Draußen passiert immer mehr Gewalt, und ich kann Ihnen ein Beispiel nennen: Zwei über 70-jährige Leute haben ein Plakat aufgehängt. Dann sind sie von Jugendlichen geschlagen worden. Sie haben das dann angezeigt. Da hat die Polizei gesagt: Ihr seid selber schuld, weil ihr das vor dem Jugendzentrum aufgehängt habt. – Ich sage es noch einmal: Wir lehnen jegliche Gewalt ab. Da gibt es auch nichts zu relativieren. Sie werfen uns vor, wir schürten Hass oder Gewalt. Im Gegenteil: Die meisten Politiker und Helfer, die angegriffen werden, sind AfDler. Das ist das Fadenscheinige, was Sie hier im Hause sagen. Sie malen ein ganz anderes Bild von uns. Ich bin gegen jegliche Gewalt, und die AfD-Politiker hier im Hause genauso. Das finde ich richtig schäbig, was ihr da macht, weil ihr fachlich nichts dagegenzuhalten habt. Genau so sieht es aus.

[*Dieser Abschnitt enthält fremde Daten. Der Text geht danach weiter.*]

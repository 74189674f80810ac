//! Mosaic rendering facade.

use std::sync::Arc;

use tracing::info;

use super::config::ServiceConfig;
use super::error::ServiceError;
use crate::cache::{CacheStats, DiskTileStore, TileCache, TileStore};
use crate::coord::{validate_bbox, BoundingBox, TileIndex};
use crate::mosaic::{Mosaic, MosaicAssembler};
use crate::provider::{HttpClient, ReqwestClient};
use crate::tile::{tiles_for_bbox, TileRange};
use crate::zoom::zoom_for_bbox;

/// Renders bounding boxes into stitched mosaics.
///
/// Wires a [`TileCache`] over a [`DiskTileStore`] and an HTTP client into a
/// [`MosaicAssembler`], and runs the full request:
/// validate → select zoom → enumerate tiles → assemble.
pub struct MosaicService<C: HttpClient = ReqwestClient> {
    config: ServiceConfig,
    assembler: MosaicAssembler<C>,
}

impl MosaicService<ReqwestClient> {
    /// Creates a service with a disk-backed cache and a real HTTP client.
    pub fn new(config: ServiceConfig) -> Result<Self, ServiceError> {
        let client = ReqwestClient::with_options(config.timeout(), config.user_agent())?;
        let store = Arc::new(DiskTileStore::new(config.cache_directory().clone()));
        Ok(Self::with_parts(config, client, store))
    }
}

impl<C: HttpClient> MosaicService<C> {
    /// Creates a service from explicit collaborators.
    pub fn with_parts(config: ServiceConfig, client: C, store: Arc<dyn TileStore>) -> Self {
        let assembler = MosaicAssembler::new(TileCache::new(store, client));
        Self { config, assembler }
    }

    pub fn config(&self) -> &ServiceConfig {
        &self.config
    }

    /// Cache counters accumulated by this service.
    pub fn cache_stats(&self) -> CacheStats {
        self.assembler.cache_stats()
    }

    /// Zoom level at which `bbox` fills `width` x `height` pixels, clamped
    /// into the configured zoom range.
    pub fn select_zoom(
        &self,
        bbox: &BoundingBox,
        width: u32,
        height: u32,
    ) -> Result<u8, ServiceError> {
        if width == 0 || height == 0 {
            return Err(ServiceError::InvalidSize { width, height });
        }
        validate_bbox(bbox)?;

        let raw = zoom_for_bbox(bbox, width, height);
        let zoom = self.config.zoom_range().clamp(raw);
        if i32::from(zoom) != raw {
            info!(selected = raw, clamped = zoom, "Zoom clamped to provider range");
        }
        Ok(zoom)
    }

    /// Tile rectangle covering `bbox` at `zoom`, checked against the
    /// configured limits.
    pub fn plan(&self, bbox: &BoundingBox, zoom: u8) -> Result<TileRange, ServiceError> {
        validate_bbox(bbox)?;

        let zoom_range = self.config.zoom_range();
        if !zoom_range.contains(zoom) {
            return Err(ServiceError::InvalidZoom {
                zoom,
                min: zoom_range.min,
                max: zoom_range.max,
            });
        }

        let range = tiles_for_bbox(bbox, zoom);
        let limit = self.config.max_tiles();
        if range.len() > limit {
            return Err(ServiceError::TooManyTiles {
                count: range.len(),
                limit,
            });
        }
        Ok(range)
    }

    /// Renders `bbox` at the zoom that best fills `width` x `height` pixels.
    pub fn render(
        &self,
        bbox: &BoundingBox,
        width: u32,
        height: u32,
    ) -> Result<Mosaic, ServiceError> {
        let zoom = self.select_zoom(bbox, width, height)?;
        self.render_at_zoom(bbox, zoom)
    }

    /// Renders `bbox` at an explicit zoom level.
    pub fn render_at_zoom(&self, bbox: &BoundingBox, zoom: u8) -> Result<Mosaic, ServiceError> {
        let range = self.plan(bbox, zoom)?;
        let tiles: Vec<TileIndex> = range.tiles().collect();

        info!(bbox = %bbox, zoom, range = %range, tiles = tiles.len(), "Rendering mosaic");
        Ok(self.assembler.assemble(&tiles, self.config.template()))
    }
}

Ich bin seit sechs Jahren in diesem Landtag, und seit sechs Jahren ist die AfD-Fraktion in diesem Landtag. Bei fast jeder einzelnen Rede, die hier von Ihnen gehalten wird, schüren Sie Hass und hetzen Sie.
Sie hetzen gegen Minderheiten. Sie hetzen gegen Menschen, die einfach nicht Ihrem Menschenbild entsprechen. Das wirkt sich auf der Straße aus.
Ich habe von Ihnen noch nie gehört, dass Sie sich distanzieren. Haben Sie sich davon distanziert, dass uns "Karnickeln der verdiente Nackenschlag versetzt" werden soll?
Ist denn das gegen Gewalt? Sind Sie da gegen Gewalt? Wann haben Sie sich denn davon distanziert? – Ich habe davon nichts gehört.
Als nächstem Redner erteile ich dem Kollegen Martin Scharf für die Fraktion der FREIEN WÄHLER das Wort.
Sehr geehrter Herr Vizepräsident, Kolleginnen und Kollegen! Bei mir wird es ein bisschen ruhiger. Die AfD fordert mit ihrem Antrag eine Verschärfung des Strafrechts, um politische Akteure und ihre Wahlhelfer besser zu schützen. Es wird argumentiert, dass Angriffe auf politische Personen und deren Unterstützer zugenommen haben und ein besonderer Schutz notwendig sei. Dabei wird im Antrag insbesondere auf Angriffe auf AfD-Politiker verwiesen und gefordert, dass politische Personen ähnlich wie in den Paragrafen 114 und 115 des Strafgesetzbuches genannte Berufsgruppen unter besonderen Schutz gestellt werden sollen.